The lawmakers reminded the Indian ambassador that he had told the House Foreign Affairs Committee members on Oct 16 that Jammu and Kashmir was normal. Seeking specific information about the situation in the valley, the lawmakers told the ambassador: “Many of our constituents have painted a much different picture of the situation than what you shared with us.”
They wrote that their constituents had raised concerns about the repeal of Article 370 of the Indian Constitution, as well as suspended internet and telecommunications access, arrests of local politicians and activists, and the imposition of a curfew.
“We, therefore, ask for your response to the following questions: Has 100 per cent of landline service been restored inside Jammu and Kashmir, or are there any remaining outages? When will all mobile phone service be restored, including for those who use prepaid mobile phones? When will full internet access be restored (not just access at kiosks)?
“How many people have been detained under the Public Safety Act or other legal provisions since Aug 5? Please be as specific as possible. Of those, how many are minors? What is the standard judicial procedure for someone detained under the Public Safety Act?
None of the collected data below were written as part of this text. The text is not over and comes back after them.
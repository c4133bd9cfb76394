//! Frame timing and delta time.
//!
//! The [`Clock`] is ticked by the engine once per frame. Each tick produces a
//! [`Time`] snapshot that entities read through their context: the delta
//! since the previous frame and the total time since the first frame.
//!
//! Where the clock reads "now" from is a [`TimeSource`]. The engine uses
//! [`WallTime`] by default; tests and headless runs plug in [`ManualTime`]
//! and advance it by hand.

use std::cell::Cell;
use std::rc::Rc;
use std::time::{Duration, Instant};

/// Monotonic time measured from an arbitrary origin.
pub trait TimeSource {
    fn now(&self) -> Duration;
}

/// Wall-clock time source backed by [`Instant`].
pub struct WallTime {
    origin: Instant,
}

impl WallTime {
    pub fn new() -> Self {
        Self {
            origin: Instant::now(),
        }
    }
}

impl Default for WallTime {
    fn default() -> Self {
        Self::new()
    }
}

impl TimeSource for WallTime {
    fn now(&self) -> Duration {
        self.origin.elapsed()
    }
}

/// A time source that only moves when told to.
///
/// Cloning shares the underlying counter, so a test can keep one handle and
/// give the other to the engine.
#[derive(Clone, Default)]
pub struct ManualTime {
    now: Rc<Cell<Duration>>,
}

impl ManualTime {
    pub fn new() -> Self {
        Self::default()
    }

    pub fn advance(&self, by: Duration) {
        self.now.set(self.now.get() + by);
    }

    pub fn set(&self, to: Duration) {
        self.now.set(to);
    }
}

impl TimeSource for ManualTime {
    fn now(&self) -> Duration {
        self.now.get()
    }
}

/// Per-frame timing snapshot handed to entities.
#[derive(Debug, Clone, Copy, Default, PartialEq)]
pub struct Time {
    delta: Duration,
    elapsed: Duration,
    frame_count: u64,
}

impl Time {
    /// Build a snapshot directly. Useful when driving a scene without a clock.
    pub fn new(delta: Duration, elapsed: Duration, frame_count: u64) -> Self {
        Self {
            delta,
            elapsed,
            frame_count,
        }
    }

    /// Duration of the previous frame.
    pub fn delta(&self) -> Duration {
        self.delta
    }

    /// Delta time in seconds.
    pub fn delta_secs(&self) -> f32 {
        self.delta.as_secs_f32()
    }

    /// Time since the first frame.
    pub fn elapsed(&self) -> Duration {
        self.elapsed
    }

    pub fn elapsed_secs(&self) -> f32 {
        self.elapsed.as_secs_f32()
    }

    /// Number of frames ticked so far, including this one.
    pub fn frame_count(&self) -> u64 {
        self.frame_count
    }

    /// Estimated FPS based on the last frame's delta.
    pub fn fps(&self) -> f32 {
        if self.delta.as_secs_f32() > 0.0 {
            1.0 / self.delta.as_secs_f32()
        } else {
            0.0
        }
    }
}

/// Produces delta time from a [`TimeSource`].
pub struct Clock {
    source: Box<dyn TimeSource>,
    first: Option<Duration>,
    last: Option<Duration>,
    time: Time,
}

impl Clock {
    pub fn new(source: impl TimeSource + 'static) -> Self {
        Self {
            source: Box::new(source),
            first: None,
            last: None,
            time: Time::default(),
        }
    }

    /// A clock reading wall time.
    pub fn wall() -> Self {
        Self::new(WallTime::new())
    }

    /// Advance to "now" and return the seconds since the previous tick.
    ///
    /// The first tick has no previous frame and returns `0.0`. A source that
    /// goes backwards yields a zero delta rather than a negative one.
    pub fn tick(&mut self) -> f32 {
        let now = self.source.now();
        let first = *self.first.get_or_insert(now);
        let delta = match self.last {
            Some(last) => now.saturating_sub(last),
            None => Duration::ZERO,
        };
        self.last = Some(now);
        self.time = Time {
            delta,
            elapsed: now.saturating_sub(first),
            frame_count: self.time.frame_count + 1,
        };
        self.time.delta_secs()
    }

    /// The snapshot produced by the most recent tick.
    pub fn time(&self) -> Time {
        self.time
    }
}

impl Default for Clock {
    fn default() -> Self {
        Self::wall()
    }
}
“What is the status of the curfews that have been imposed in Jammu and Kashmir? What are the government’s plans to allow residents to return to uninhibited movement? When can we expect that?”
The lawmakers also asked the Indian ambassador to lay out reasons for not allowing foreign journalists inside Jammu and Kashmir and asked: “When will they be allowed to enter the region?”
They further asked the ambassador if his government would welcome members of Congress or other foreign officials who wish to visit India-held Jammu and Kashmir.
“We believe true transparency can only be achieved when journalists and members of Congress are allowed free access to the region. We encourage India to open Jammu and Kashmir to both domestic and foreign journalists, and other international visitors, in the interest of open media and increased communication,” they wrote.